Ganymede2

Ganymede2, the successor cluster to Ganymede, is (like its predecessor) named after Jupiter’s largest satellite. Ganymede2 is, like its predecessor, built on the condo model. Presently, Ganymede2 is in mid-to-late "beta" stage and thus only has a handful of dedicated compute nodes available to all UT Dallas researchers. A large majority of the hardware that makes up Ganymede2 is owned by individual researchers.

For information about purchasing nodes to add to Ganymede, email circ-assist@utdallas.edu.

Despite the fact that Ganymede2 is primarily owned by private researchers, the system has what are called "preempt" queues, which allow job submission from all Ganymede2 users. These preempt jobs (named cpu-preempt and gpu-preeempt) are heavily de-prioritized to the actual queue owner, so any workloads submitted to these queues should be seen as volatile and heavily utilize checkpointing.

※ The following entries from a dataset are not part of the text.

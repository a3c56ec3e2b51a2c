use std::{
    fs::{self, File},
    io::Read,
    path::Path,
};

use csv::StringRecord;

use crate::{
    common::{error::StoreError, money::Money, outcome::Outcome},
    domain::{partner_item::PartnerStockItem, sales::SalesRecord, stock_item::StockItem},
};

const STOCK_COLUMNS: usize = 6;
const PARTNER_COLUMNS: usize = 5;
const SALES_COLUMNS: usize = 5;

/// Builds a reader for the legacy files: no header row, no quoting, and no
/// column-count enforcement (rows are checked one by one instead).
pub fn legacy_reader<R: Read>(source: R) -> csv::Reader<R> {
    csv::ReaderBuilder::new()
        .has_headers(false)
        .flexible(true)
        .quoting(false)
        .from_reader(source)
}

/// Parses `code,title,description,pounds,pence,quantity`.
pub fn parse_stock_record(record: &StringRecord) -> Result<StockItem, String> {
    expect_columns(record, STOCK_COLUMNS)?;
    Ok(StockItem::new(
        &record[0],
        &record[1],
        &record[2],
        parse_int("pounds", &record[3])?,
        parse_int("pence", &record[4])?,
        parse_quantity(&record[5])?,
    ))
}

/// Parses `departmentId,code,nameAndDescription,pricePence,quantity`. Anything
/// other than a digit is dropped from the department column first.
pub fn parse_partner_record(record: &StringRecord) -> Result<PartnerStockItem, String> {
    expect_columns(record, PARTNER_COLUMNS)?;
    let department: String = record[0].chars().filter(char::is_ascii_digit).collect();
    PartnerStockItem::new(
        parse_int("department id", &department)?,
        &record[1],
        &record[2],
        parse_int("price", &record[3])?,
        parse_quantity(&record[4])?,
    )
}

/// Parses `timestamp,productCode,quantitySold,pounds,pence`. A row whose total
/// does not fit in [`Money`] is malformed.
pub fn parse_sales_record(record: &StringRecord) -> Result<SalesRecord, String> {
    expect_columns(record, SALES_COLUMNS)?;
    let quantity = parse_int("quantity sold", &record[2])?;
    let pounds = parse_int("pounds", &record[3])?;
    let pence = parse_int("pence", &record[4])?;
    Money::checked_from_parts(pounds, pence)
        .and_then(|price| price.checked_mul(quantity))
        .ok_or_else(|| format!("total for {quantity} at {pounds}.{pence} is out of range"))?;
    Ok(SalesRecord::new(&record[0], &record[1], quantity, pounds, pence))
}

/// Reads rows until the first failure. Rows parsed before it are kept; the
/// failure is attached to the outcome and nothing after it is read.
///
/// # Examples
///
/// ```
/// use std::path::Path;
/// use stock_control::io::reader::{legacy_reader, parse_stock_record, read_records};
///
/// let data = "SWM4564523,Goggles,Anti-fog goggles,10,99,20\nBAD,row\n";
/// let mut rdr = legacy_reader(data.as_bytes());
/// let outcome = read_records(&mut rdr, Path::new("inline"), parse_stock_record);
///
/// assert_eq!(outcome.value.len(), 1);
/// assert_eq!(outcome.errors.len(), 1);
/// ```
pub fn read_records<R, T, F>(rdr: &mut csv::Reader<R>, source: &Path, parse: F) -> Outcome<Vec<T>>
where
    R: Read,
    F: Fn(&StringRecord) -> Result<T, String>,
{
    let mut rows = Vec::new();
    let mut record = StringRecord::new();
    loop {
        match rdr.read_record(&mut record) {
            Ok(false) => return Outcome::clean(rows),
            Ok(true) => match parse(&record) {
                Ok(row) => rows.push(row),
                Err(reason) => {
                    let line = record.position().map(|p| p.line()).unwrap_or_default();
                    let err = StoreError::MalformedRow {
                        path: source.to_path_buf(),
                        line,
                        reason,
                    };
                    return Outcome::with_error(rows, err);
                }
            },
            Err(e) => return Outcome::with_error(rows, StoreError::csv(source, e)),
        }
    }
}

pub fn load_stock(path: &Path) -> Outcome<Vec<StockItem>> {
    load_file(path, parse_stock_record)
}

pub fn load_partner_stock(path: &Path) -> Outcome<Vec<PartnerStockItem>> {
    load_file(path, parse_partner_record)
}

/// Concatenates every sales file in `dir` whose name starts with `prefix`.
///
/// Rows keep their order within a file, but files come in directory
/// enumeration order, which the platform does not define. A bad file
/// contributes the rows before its first bad row and loading moves on.
pub fn load_sales(dir: &Path, prefix: &str) -> Outcome<Vec<SalesRecord>> {
    let entries = match fs::read_dir(dir) {
        Ok(entries) => entries,
        Err(e) => return Outcome::with_error(Vec::new(), StoreError::io(dir, e)),
    };

    let mut outcome = Outcome::clean(Vec::new());
    for entry in entries {
        let entry = match entry {
            Ok(entry) => entry,
            Err(e) => {
                outcome.errors.push(StoreError::io(dir, e));
                continue;
            }
        };
        let path = entry.path();
        let is_sales_file = entry
            .file_name()
            .to_str()
            .is_some_and(|name| name.starts_with(prefix));
        if !is_sales_file || !path.is_file() {
            continue;
        }
        let rows = outcome.absorb(load_file(&path, parse_sales_record));
        outcome.value.extend(rows);
    }
    outcome
}

fn load_file<T, F>(path: &Path, parse: F) -> Outcome<Vec<T>>
where
    F: Fn(&StringRecord) -> Result<T, String>,
{
    match File::open(path) {
        Ok(file) => read_records(&mut legacy_reader(file), path, parse),
        Err(e) => Outcome::with_error(Vec::new(), StoreError::io(path, e)),
    }
}

fn expect_columns(record: &StringRecord, expected: usize) -> Result<(), String> {
    if record.len() != expected {
        return Err(format!(
            "expected {expected} columns, found {}",
            record.len()
        ));
    }
    Ok(())
}

// Numeric columns hold 32-bit integers; wider values are malformed.
fn parse_int(field: &str, value: &str) -> Result<i64, String> {
    value
        .parse::<i32>()
        .map(i64::from)
        .map_err(|e| format!("{field} '{value}' is not a 32-bit whole number: {e}"))
}

fn parse_quantity(value: &str) -> Result<u32, String> {
    let quantity = parse_int("quantity", value)?;
    u32::try_from(quantity).map_err(|_| format!("quantity '{value}' is out of range"))
}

When a preempt job is preempted, that job is killed immediately and forcefully. If data isn’t being constantly saved to an output file, DATA LOSS WILL OCCUR.

Ganymede2 node setup

Ganymede2, unlike its predecessor, allows multiple jobs per node. Nodes can be "mixed"state, which indicates that node is currently processing multiple jobs at once. GPU nodes with multiple GPUs can have individual GPUs queued up to different jobs, or in some cases each GPU can run multiple jobs at the same time.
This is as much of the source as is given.